Volume 103 • Number 2

April 2004



 


The Three Kings of Cologne: Edited from London, Lambeth Palace MS 491. Edited by Frank Schaer. Middle English Texts, 31. Heidelberg: C. Winter, 2000. Pp. 203. EUR 46; SFr 79.

In its various forms the story of the visit of the Magi to the infant Jesus is a grand, chronologically vast, panhistorical narrative. It unites Biblical and apocryphal incidents with accounts from foreign lands, saints' lives, and various other items of religious and scientific lore, such as the noises made by the rising sun in the land of the Magi. The great names appear: Melchior, Balthazar, Caspar (the African Magus), Prester John, Balaam, Alexander, Constantine, Helena, Julian the Apostate, Thomas, Mohammed, Origen.
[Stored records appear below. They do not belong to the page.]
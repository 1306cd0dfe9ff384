//! WordPress REST integration
//!
//! The CMS is treated as an opaque upstream content provider: this module
//! holds the item types its REST API returns and the fetch client that
//! tolerates upstream failure by resolving to `None`/empty.

pub mod client;
pub mod types;

pub use client::{FetchOptions, WordPressClient};
pub use types::{sort_by_display_order, WpItem, WpRendered};
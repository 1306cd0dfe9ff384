//! Blog post repository
//!
//! Posts embed their category taxonomy (`_embed=wp:term`) so the view layer
//! can resolve a category name without a second request.

use atrium_common::wordpress::{WordPressClient, WpItem};

const POST_FIELDS: &str = "id,slug,date,title,excerpt,content,acf,_links";

pub async fn get_posts(wp: &WordPressClient) -> Vec<WpItem> {
    let endpoint = format!(
        "/posts?per_page=100&_embed=wp:term&_fields={POST_FIELDS}&orderby=date&order=asc"
    );
    super::collection(wp, &endpoint, &["blog-posts"]).await
}

pub async fn get_post_by_slug(wp: &WordPressClient, slug: &str) -> Option<WpItem> {
    if slug.is_empty() {
        return None;
    }
    let endpoint =
        format!("/posts?per_page=1&_embed=wp:term&_fields={POST_FIELDS}&slug={slug}");
    let post_tag = format!("post-{slug}");
    super::first_match(wp, &endpoint, &["blog-posts", &post_tag]).await
}
//! Text normalization for CMS field values
//!
//! WordPress delivers rendered titles and ACF text fields with HTML entities
//! encoded, and list-style fields as newline-delimited blobs. These helpers
//! convert raw field values into clean display-ready strings.
//!
//! This is a best-effort normalizer, not an HTML parser: malformed or partial
//! entities are left as-is.

use once_cell::sync::Lazy;
use regex::Regex;

/// Matches decimal (`&#39;`) and hex (`&#x27;`) numeric character references.
static NUMERIC_ENTITY: Lazy<Regex> =
    Lazy::new(|| Regex::new(r"&#(x[0-9a-fA-F]{1,6}|[0-9]{1,7});").unwrap());

/// Matches tag markup, non-greedy so adjacent tags decode independently.
static TAG: Lazy<Regex> = Lazy::new(|| Regex::new(r"<[^>]*?>").unwrap());

/// Decode numeric character references and the standard named HTML entities.
///
/// Idempotent on already-decoded text. `&amp;` is replaced last so that
/// decoded text containing a literal `&` is not re-interpreted.
pub fn decode_html_entities(text: &str) -> String {
    let decoded = NUMERIC_ENTITY.replace_all(text, |caps: &regex::Captures| {
        let body = &caps[1];
        let code = if let Some(hex) = body.strip_prefix('x') {
            u32::from_str_radix(hex, 16)
        } else {
            body.parse::<u32>()
        };
        match code.ok().and_then(char::from_u32) {
            Some(c) => c.to_string(),
            // Out-of-range reference: leave the original text alone
            None => caps[0].to_string(),
        }
    });

    decoded
        .replace("&lt;", "<")
        .replace("&gt;", ">")
        .replace("&quot;", "\"")
        .replace("&apos;", "'")
        .replace("&amp;", "&")
}

/// Strip all tag markup from an HTML fragment and decode entities.
///
/// Intended for listing/summary contexts (excerpts, card descriptions) where
/// rich text must become plain text. Block-level whitespace is not preserved.
pub fn strip_html(html: &str) -> String {
    let stripped = TAG.replace_all(html, "");
    decode_html_entities(stripped.trim())
}

/// Split a newline-delimited CMS field into trimmed, non-empty lines.
pub fn parse_newline_list(text: Option<&str>) -> Vec<String> {
    match text {
        Some(text) => text
            .lines()
            .map(str::trim)
            .filter(|line| !line.is_empty())
            .map(String::from)
            .collect(),
        None => Vec::new(),
    }
}
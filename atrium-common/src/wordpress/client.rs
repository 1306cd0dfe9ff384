//! WordPress fetch client
//!
//! Thin wrapper over reqwest that requests a resource from the CMS with a
//! declared cache lifetime and tag set. Any network error or non-2xx status
//! is logged and resolved to `None` — callers must treat `None` as
//! "unavailable" and degrade to empty collections or fallback content, never
//! crash a page render.

use crate::cache::{ResponseCache, DEFAULT_TTL_SECS};
use crate::wordpress::types::WpItem;
use serde_json::Value;
use std::sync::Arc;
use std::time::Duration;
use tracing::{debug, warn};

const REQUEST_TIMEOUT: Duration = Duration::from_secs(30);
const USER_AGENT: &str = concat!("atrium/", env!("CARGO_PKG_VERSION"));

/// Cache lifetime and tag set for one fetch.
#[derive(Debug, Clone)]
pub struct FetchOptions {
    pub ttl_secs: u64,
    pub tags: Vec<String>,
}

impl Default for FetchOptions {
    fn default() -> Self {
        Self {
            ttl_secs: DEFAULT_TTL_SECS,
            tags: Vec::new(),
        }
    }
}

impl FetchOptions {
    /// Default TTL with the given cache tags.
    pub fn tagged(tags: &[&str]) -> Self {
        Self {
            tags: tags.iter().map(|t| t.to_string()).collect(),
            ..Self::default()
        }
    }
}

/// HTTP client for the WordPress REST API.
pub struct WordPressClient {
    http: reqwest::Client,
    base_url: String,
    cache: Arc<ResponseCache>,
}

impl WordPressClient {
    pub fn new(base_url: &str, cache: Arc<ResponseCache>) -> Self {
        let http = reqwest::Client::builder()
            .user_agent(USER_AGENT)
            .timeout(REQUEST_TIMEOUT)
            .build()
            // Builder only fails on TLS backend misconfiguration
            .unwrap_or_default();

        Self {
            http,
            base_url: base_url.trim_end_matches('/').to_string(),
            cache,
        }
    }

    pub fn cache(&self) -> &Arc<ResponseCache> {
        &self.cache
    }

    /// GET `{base_url}{endpoint}` with caching.
    ///
    /// Within the TTL window, repeat requests are served from the cache until
    /// a purge removes the entry. Failures are logged and resolved to `None`;
    /// failed responses are never cached.
    pub async fn fetch_json(&self, endpoint: &str, opts: FetchOptions) -> Option<Value> {
        if let Some(cached) = self.cache.get(endpoint) {
            debug!(endpoint, "Serving WordPress response from cache");
            return Some(cached);
        }

        let url = format!("{}{}", self.base_url, endpoint);
        debug!(endpoint, url = %url, "Fetching from WordPress");

        let response = match self.http.get(&url).send().await {
            Ok(response) => response,
            Err(e) => {
                warn!(endpoint, error = %e, "WordPress request failed");
                return None;
            }
        };

        let status = response.status();
        if !status.is_success() {
            warn!(endpoint, status = %status, "WordPress returned error status");
            return None;
        }

        let value: Value = match response.json().await {
            Ok(value) => value,
            Err(e) => {
                warn!(endpoint, error = %e, "WordPress response was not valid JSON");
                return None;
            }
        };

        self.cache.insert(
            endpoint,
            value.clone(),
            Duration::from_secs(opts.ttl_secs),
            &opts.tags,
        );
        Some(value)
    }

    /// Fetch a collection endpoint and decode its JSON array of items.
    /// Unavailable upstream or an unexpected shape resolves to an empty vec.
    pub async fn fetch_items(&self, endpoint: &str, opts: FetchOptions) -> Vec<WpItem> {
        let Some(value) = self.fetch_json(endpoint, opts).await else {
            return Vec::new();
        };

        match serde_json::from_value(value) {
            Ok(items) => items,
            Err(e) => {
                warn!(endpoint, error = %e, "Unexpected WordPress collection shape");
                Vec::new()
            }
        }
    }
}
Likewise, we find the history of the thirty pennies as they make their way from Ninus to Terah to Abraham to the Ishmaelites to Joseph's brothers to Joseph to the queen of Sheba to Solomon to the king of Araby to Melchior to Mary to an anonymous Bedouin to the Priest of the Temple, to Judas Iscariot. The narrative demonstrates the medieval penchant for accretion and copious synthesis as well as the medieval conviction that all histories are providentially entwined.